Aucune centralisation des faits de violences par des adultes sur des élèves (commission d’enquête)
Paru dans Scolaire le vendredi 14 mars 2025.
L’application "Faits Établissements", qui permet depuis 2016 aux chefs d’établissement scolaire de remonter des faits de violence, n’existe pas pour les établissements privés sous contrat et hors contrat. C’est une des informations obtenues par la commission d’enquête sur les violences scolaires, lancée le 21 février dans le sillage de l’affaire Bétharram (voir TE ici).
L’absence de cette application dans les établissements privés "laisse des millions d’élèves hors du champ du recensement de ce phénomène et donc d’une action possible", a souligné à la presse Paul Vannier, co-rapporteur avec Violette Spillebout de la commission d’enquête, suite à leur visite de contrôle au ministère de l’Éducation nationale dans le cadre de leurs investigations.

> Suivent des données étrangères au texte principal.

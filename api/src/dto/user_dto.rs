use serde::{Deserialize, Serialize};
use validator::Validate;

use si_core::domain::entities::User;

#[derive(Debug, Clone, Serialize, Deserialize, Validate)]
pub struct NewUserDto {
    /// Display name
    #[validate(length(min = 1, max = 255))]
    pub name: String,

    /// Contact email, unique across users (exact match)
    #[validate(email, length(max = 320))]
    pub email: String,
}

#[derive(Debug, Clone, Default, Serialize, Deserialize, Validate)]
pub struct UpdateUserDto {
    #[validate(length(min = 1, max = 255))]
    pub name: Option<String>,

    #[validate(email, length(max = 320))]
    pub email: Option<String>,
}

#[derive(Debug, Clone, Serialize, Deserialize)]
pub struct UserDto {
    pub id: i64,
    pub name: String,
    pub email: String,
}

impl From<User> for UserDto {
    fn from(user: User) -> Self {
        Self {
            id: user.id,
            name: user.name,
            email: user.email,
        }
    }
}
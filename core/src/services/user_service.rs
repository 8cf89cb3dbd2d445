//! User directory service.

use std::sync::Arc;

use crate::domain::entities::User;
use crate::errors::{DomainError, DomainResult};
use crate::repositories::UserRepository;

/// Patch applied to an existing user; absent fields keep their value
#[derive(Debug, Clone, Default)]
pub struct UpdateUser {
    pub name: Option<String>,
    pub email: Option<String>,
}

/// Service managing user registration and profile updates
pub struct UserService<U>
where
    U: UserRepository,
{
    user_repository: Arc<U>,
}

impl<U> UserService<U>
where
    U: UserRepository,
{
    /// Create a new user service
    pub fn new(user_repository: Arc<U>) -> Self {
        Self { user_repository }
    }

    /// List every registered user
    pub async fn find_all(&self) -> DomainResult<Vec<User>> {
        self.user_repository.find_all().await
    }

    /// Register a new user. Fails with a conflict when the email is already
    /// bound to another user (exact, case-sensitive match).
    pub async fn create(&self, name: String, email: String) -> DomainResult<User> {
        self.ensure_email_free(&email, None).await?;
        let user = self.user_repository.create(User::new(name, email)).await?;
        tracing::debug!(user_id = user.id, "registered user");
        Ok(user)
    }

    /// Fetch a user by id
    pub async fn find_by_id(&self, user_id: i64) -> DomainResult<User> {
        self.require_user(user_id).await
    }

    /// Apply a partial update to a user
    pub async fn update(&self, user_id: i64, patch: UpdateUser) -> DomainResult<User> {
        let mut user = self.require_user(user_id).await?;

        if let Some(email) = patch.email {
            self.ensure_email_free(&email, Some(user_id)).await?;
            user.email = email;
        }
        if let Some(name) = patch.name {
            user.name = name;
        }

        self.user_repository.update(user).await
    }

    /// Delete a user by id
    pub async fn delete(&self, user_id: i64) -> DomainResult<()> {
        self.require_user(user_id).await?;
        self.user_repository.delete(user_id).await?;
        Ok(())
    }

    /// Fetch a user or fail with NotFound. Also used by the other services
    /// for caller-existence checks.
    pub async fn require_user(&self, user_id: i64) -> DomainResult<User> {
        self.user_repository
            .find_by_id(user_id)
            .await?
            .ok_or(DomainError::not_found("User", user_id))
    }

    async fn ensure_email_free(&self, email: &str, for_user: Option<i64>) -> DomainResult<()> {
        if let Some(existing) = self.user_repository.find_by_email(email).await? {
            if Some(existing.id) != for_user {
                return Err(DomainError::duplicate(format!(
                    "Email {email} is already in use"
                )));
            }
        }
        Ok(())
    }
}
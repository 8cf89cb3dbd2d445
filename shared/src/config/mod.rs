//! Configuration types for the ShareIt server.

mod database;
mod server;

pub use database::DatabaseConfig;
pub use server::ServerConfig;

/// Top-level application configuration
#[derive(Debug, Clone, Default)]
pub struct AppConfig {
    /// HTTP server settings
    pub server: ServerConfig,

    /// Database settings
    pub database: DatabaseConfig,
}

impl AppConfig {
    /// Assemble the full configuration from environment variables
    pub fn from_env() -> Self {
        Self {
            server: ServerConfig::from_env(),
            database: DatabaseConfig::from_env(),
        }
    }
}
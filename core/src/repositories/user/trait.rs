//! User repository trait defining the interface for user persistence.

use async_trait::async_trait;

use crate::domain::entities::User;
use crate::errors::DomainResult;

/// Repository contract for User entities.
///
/// Email uniqueness is ultimately enforced at the storage boundary; the
/// service layer performs the lookup-based check so collisions surface as a
/// conflict rather than a bare database fault.
#[async_trait]
pub trait UserRepository: Send + Sync {
    /// List every registered user
    async fn find_all(&self) -> DomainResult<Vec<User>>;

    /// Find a user by id
    ///
    /// # Returns
    /// * `Ok(Some(User))` - user found
    /// * `Ok(None)` - no user with the given id
    async fn find_by_id(&self, id: i64) -> DomainResult<Option<User>>;

    /// Find a user by exact (case-sensitive) email match
    async fn find_by_email(&self, email: &str) -> DomainResult<Option<User>>;

    /// Persist a new user, returning it with the storage-assigned id
    async fn create(&self, user: User) -> DomainResult<User>;

    /// Update an existing user in place
    async fn update(&self, user: User) -> DomainResult<User>;

    /// Delete a user
    ///
    /// # Returns
    /// * `Ok(true)` - user was deleted
    /// * `Ok(false)` - user not found
    async fn delete(&self, id: i64) -> DomainResult<bool>;
}
//! Mock implementation of UserRepository for testing

use async_trait::async_trait;
use std::collections::HashMap;
use std::sync::atomic::{AtomicI64, Ordering};
use std::sync::Arc;
use tokio::sync::RwLock;

use crate::domain::entities::User;
use crate::errors::{DomainError, DomainResult};

use super::trait_::UserRepository;

/// In-memory user repository for testing
pub struct MockUserRepository {
    users: Arc<RwLock<HashMap<i64, User>>>,
    next_id: AtomicI64,
}

impl MockUserRepository {
    /// Create a new mock repository
    pub fn new() -> Self {
        Self {
            users: Arc::new(RwLock::new(HashMap::new())),
            next_id: AtomicI64::new(1),
        }
    }
}

impl Default for MockUserRepository {
    fn default() -> Self {
        Self::new()
    }
}

#[async_trait]
impl UserRepository for MockUserRepository {
    async fn find_all(&self) -> DomainResult<Vec<User>> {
        let users = self.users.read().await;
        let mut all: Vec<User> = users.values().cloned().collect();
        all.sort_by_key(|u| u.id);
        Ok(all)
    }

    async fn find_by_id(&self, id: i64) -> DomainResult<Option<User>> {
        let users = self.users.read().await;
        Ok(users.get(&id).cloned())
    }

    async fn find_by_email(&self, email: &str) -> DomainResult<Option<User>> {
        let users = self.users.read().await;
        Ok(users.values().find(|u| u.email == email).cloned())
    }

    async fn create(&self, mut user: User) -> DomainResult<User> {
        let mut users = self.users.write().await;

        if users.values().any(|u| u.email == user.email) {
            return Err(DomainError::duplicate(format!(
                "Email {} is already in use",
                user.email
            )));
        }

        user.id = self.next_id.fetch_add(1, Ordering::SeqCst);
        users.insert(user.id, user.clone());
        Ok(user)
    }

    async fn update(&self, user: User) -> DomainResult<User> {
        let mut users = self.users.write().await;

        if !users.contains_key(&user.id) {
            return Err(DomainError::not_found("User", user.id));
        }

        users.insert(user.id, user.clone());
        Ok(user)
    }

    async fn delete(&self, id: i64) -> DomainResult<bool> {
        let mut users = self.users.write().await;
        Ok(users.remove(&id).is_some())
    }
}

Les députés ont aussi appris qu’il n’existait pas de centralisation des faits de violences par des adultes sur les élèves au sein du ministère, ni de dossier Bétharram alors que "des violences systémiques (ont été) documentées et révélées", s’indigne Paul Vannier. "Nous avons compris que pour Bétharram, le ministère de l’Education nationale ne s’est saisi de cette question qu’à partir du premier article de Médiapart, le 5 février 2025, alors que beaucoup d’articles de la presse locale et nationale, dès 2024, documentaient ces violences qui auraient dû conduire à une réaction des services du ministère de l’Education nationale", poursuit-il.
"On nous dit que ni ici ni en administrations déconcentrées, une appréciation et une vigilance sur ces faits n’ont été réalisée. Nous ne pouvons pas le croire et donc nous allons poursuivre nos investigations pour comprendre à quel moment ces faits ont été détectés, ou n’ont pas été détectés par l’Education nationale. (…) Il y a comme un impensé. (…) Quand on remonte dans le temps long (…), il n’y a pas de continuité qui permette de suivre des situations graves et d’apporter des réponses à la hauteur de ces enjeux", alerte le député LFI.
Pour expliquer le manque de contrôle des établissements privés, Paul Vannier avance "la pression politique très forte qui s’exerce sur les recteurs et les inspecteurs". Sur son compte X, il écrit : "Elle les dissuade de remplir leurs missions de contrôle des établissements privés sous contrat par crainte d’être accusés de vouloir rouvrir la ‘guerre scolaire."